* Task prompt *
Among the lines of data below, reproduce only those from the one with "let mut material" through the one with "fn parse_ssid(field: &str)", exactly as they stand, both ends included.

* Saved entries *
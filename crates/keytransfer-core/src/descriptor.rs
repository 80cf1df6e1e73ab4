//! Pairing descriptor codec.
//!
//! The descriptor is the text rendered into the QR code on the serving device:
//! `KEYTRANSFER:<HOST>/<PORT>/<PSK_HEX>[/SSID:<SSID_HEX>]`, upper-cased.
//! Decoding is case-insensitive for the scheme and hex fields; hosts are kept
//! in lower case so a decoded descriptor equals the one that was encoded.

use std::fmt;
use std::str::FromStr;

use crate::error::TransferError;
use crate::phrase::{derive_phrase, ComparisonPhrase};
use crate::psk::PresharedKey;

pub const SCHEME: &str = "KEYTRANSFER";
const SSID_PREFIX: &str = "SSID:";

#[derive(Clone, Debug, PartialEq, Eq)]
pub struct PairingDescriptor {
    pub host: String,
    pub port: u16,
    pub preshared_key: PresharedKey,
    pub wifi_ssid: Option<String>,
}

impl PairingDescriptor {
    pub fn new(
        host: impl Into<String>,
        port: u16,
        preshared_key: PresharedKey,
    ) -> Result<Self, TransferError> {
        let host = host.into().to_ascii_lowercase();
        if host.is_empty() {
            return Err(TransferError::malformed("empty host"));
        }
        if port == 0 {
            return Err(TransferError::malformed("port out of range"));
        }
        Ok(Self {
            host,
            port,
            preshared_key,
            wifi_ssid: None,
        })
    }

    pub fn with_wifi_ssid(mut self, ssid: Option<String>) -> Self {
        self.wifi_ssid = ssid;
        self
    }

    pub fn encode(&self) -> String {
        let mut out = format!(
            "{}:{}/{}/{}",
            SCHEME,
            self.host,
            self.port,
            self.preshared_key.to_hex()
        );
        if let Some(ssid) = &self.wifi_ssid {
            out.push('/');
            out.push_str(SSID_PREFIX);
            out.push_str(&hex::encode(ssid.as_bytes()));
        }
        out.to_ascii_uppercase()
    }

    pub fn decode(input: &str) -> Result<Self, TransferError> {
        let (scheme, rest) = input
            .trim()
            .split_once(':')
            .ok_or_else(|| TransferError::malformed("missing scheme"))?;
        if !scheme.eq_ignore_ascii_case(SCHEME) {
            return Err(TransferError::malformed("missing scheme"));
        }

        let fields: Vec<&str> = rest.split('/').collect();
        if fields.len() < 3 {
            return Err(TransferError::malformed(format!(
                "expected at least 3 fields, found {}",
                fields.len()
            )));
        }

        let port: u16 = fields[1]
            .parse()
            .map_err(|_| TransferError::malformed(format!("invalid port {:?}", fields[1])))?;
        let psk = hex::decode(fields[2])
            .map_err(|e| TransferError::malformed(format!("invalid key hex: {e}")))?;
        let descriptor = Self::new(fields[0], port, PresharedKey::from_bytes(psk)?)?;

        let wifi_ssid = fields.get(3).and_then(|field| parse_ssid(field));
        if fields.len() > 4 {
            tracing::debug!(extra = fields.len() - 4, "Ignoring trailing descriptor fields");
        }

        Ok(descriptor.with_wifi_ssid(wifi_ssid))
    }

    /// Phrase derived from the descriptor's secret and endpoint.
    pub fn comparison_phrase(&self) -> ComparisonPhrase {
        let mut material = Vec::with_capacity(self.preshared_key.as_bytes().len() + 32);
        material.extend_from_slice(self.preshared_key.as_bytes());
        material.extend_from_slice(self.host.as_bytes());
        material.extend_from_slice(&self.port.to_be_bytes());
        derive_phrase(&material)
    }
}

fn parse_ssid(field: &str) -> Option<String> {
    let hex_part = match field.get(..SSID_PREFIX.len()) {
        Some(prefix) if prefix.eq_ignore_ascii_case(SSID_PREFIX) => &field[SSID_PREFIX.len()..],
        _ => {
            tracing::warn!(field, "Descriptor field is not an SSID; ignoring");
            return None;
        }
    };
    let bytes = match hex::decode(hex_part) {
        Ok(bytes) => bytes,
        Err(e) => {
            tracing::warn!(error = %e, "Invalid SSID hex in descriptor; ignoring");
            return None;
        }
    };
    match String::from_utf8(bytes) {
        Ok(ssid) => Some(ssid),
        Err(e) => {
            tracing::warn!(error = %e, "SSID in descriptor is not UTF-8; ignoring");
            None
        }
    }
}

impl fmt::Display for PairingDescriptor {
    fn fmt(&self, f: &mut fmt::Formatter<'_>) -> fmt::Result {
        f.write_str(&self.encode())
    }
}

impl FromStr for PairingDescriptor {
    type Err = TransferError;

    fn from_str(s: &str) -> Result<Self, Self::Err> {
        Self::decode(s)
    }
}

#[cfg(test)]
mod tests {
    use super::*;
    use crate::error::ProtocolError;

    fn psk(bytes: &[u8]) -> PresharedKey {
        PresharedKey::from_bytes(bytes.to_vec()).unwrap()
    }

    fn sample_key() -> PresharedKey {
        psk(&[
            0xA1, 0xB2, 0xC3, 0xD4, 0xE5, 0xF6, 0x07, 0x18, 0x29, 0x3A, 0x4B, 0x5C, 0x6D, 0x7E,
            0x8F, 0x90,
        ])
    }

    fn is_malformed(result: Result<PairingDescriptor, TransferError>) -> bool {
        matches!(
            result,
            Err(TransferError::Protocol(ProtocolError::MalformedDescriptor(_)))
        )
    }

    #[test]
    fn encodes_upper_case_without_ssid() {
        let d = PairingDescriptor::new("192.168.1.5", 1336, sample_key()).unwrap();
        let encoded = d.encode();
        assert_eq!(
            encoded,
            "KEYTRANSFER:192.168.1.5/1336/A1B2C3D4E5F60718293A4B5C6D7E8F90"
        );
        assert_eq!(encoded.rsplit('/').next().unwrap().len(), 32);
        assert_eq!(encoded, encoded.to_ascii_uppercase());
    }

    #[test]
    fn decodes_what_it_encodes() {
        let d = PairingDescriptor::new("laptop.local", 7001, sample_key())
            .unwrap()
            .with_wifi_ssid(Some("Home Net 5G".into()));
        let decoded = PairingDescriptor::decode(&d.encode()).unwrap();
        assert_eq!(decoded, d);
        assert_eq!(decoded.wifi_ssid.as_deref(), Some("Home Net 5G"));

        let plain = PairingDescriptor::new("10.0.0.2", 1, psk(&[0x01])).unwrap();
        assert_eq!(plain.to_string().parse::<PairingDescriptor>().unwrap(), plain);
    }

    #[test]
    fn lower_case_input_is_accepted() {
        let d = PairingDescriptor::decode("keytransfer:10.0.0.7/1336/a1b2").unwrap();
        assert_eq!(d.host, "10.0.0.7");
        assert_eq!(d.port, 1336);
        assert_eq!(d.preshared_key.as_bytes(), &[0xA1, 0xB2]);
        assert_eq!(d.wifi_ssid, None);
    }

    #[test]
    fn bad_port_is_malformed() {
        let result = PairingDescriptor::decode("keytransfer:badhost/notanumber/zz");
        match result {
            Err(TransferError::Protocol(ProtocolError::MalformedDescriptor(reason))) => {
                assert!(reason.contains("port"), "{reason}");
            }
            other => panic!("expected malformed port, got {other:?}"),
        }
        assert!(is_malformed(PairingDescriptor::decode("KEYTRANSFER:h/0/AA")));
        assert!(is_malformed(PairingDescriptor::decode("KEYTRANSFER:h/70000/AA")));
    }

    #[test]
    fn rejects_missing_scheme_short_input_and_bad_hex() {
        assert!(is_malformed(PairingDescriptor::decode("192.168.1.5/1336/AABB")));
        assert!(is_malformed(PairingDescriptor::decode("OTHER:192.168.1.5/1336/AABB")));
        assert!(is_malformed(PairingDescriptor::decode("KEYTRANSFER:192.168.1.5/1336")));
        assert!(is_malformed(PairingDescriptor::decode("KEYTRANSFER:192.168.1.5/1336/XYZ")));
        assert!(is_malformed(PairingDescriptor::decode("KEYTRANSFER:192.168.1.5/1336/")));
        assert!(is_malformed(PairingDescriptor::decode("KEYTRANSFER:/1336/AABB")));
    }

    #[test]
    fn broken_ssid_is_dropped_not_fatal() {
        let d = PairingDescriptor::decode("KEYTRANSFER:10.0.0.7/1336/AABB/SSID:NOTHEX").unwrap();
        assert_eq!(d.wifi_ssid, None);

        let d = PairingDescriptor::decode("KEYTRANSFER:10.0.0.7/1336/AABB/SSID:FF").unwrap();
        assert_eq!(d.wifi_ssid, None);

        let d = PairingDescriptor::decode("KEYTRANSFER:10.0.0.7/1336/AABB/SOMETHING").unwrap();
        assert_eq!(d.wifi_ssid, None);
        assert_eq!(d.port, 1336);
    }

    #[test]
    fn descriptor_phrase_is_stable() {
        let d = PairingDescriptor::new("10.0.0.7", 1336, sample_key()).unwrap();
        let again = PairingDescriptor::decode(&d.encode()).unwrap();
        assert_eq!(d.comparison_phrase(), again.comparison_phrase());
    }
}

* Solution for this problem *
        let mut material = Vec::with_capacity(self.preshared_key.as_bytes().len() + 32);
        material.extend_from_slice(self.preshared_key.as_bytes());
        material.extend_from_slice(self.host.as_bytes());
        material.extend_from_slice(&self.port.to_be_bytes());
        derive_phrase(&material)
    }
}

fn parse_ssid(field: &str) -> Option<String> {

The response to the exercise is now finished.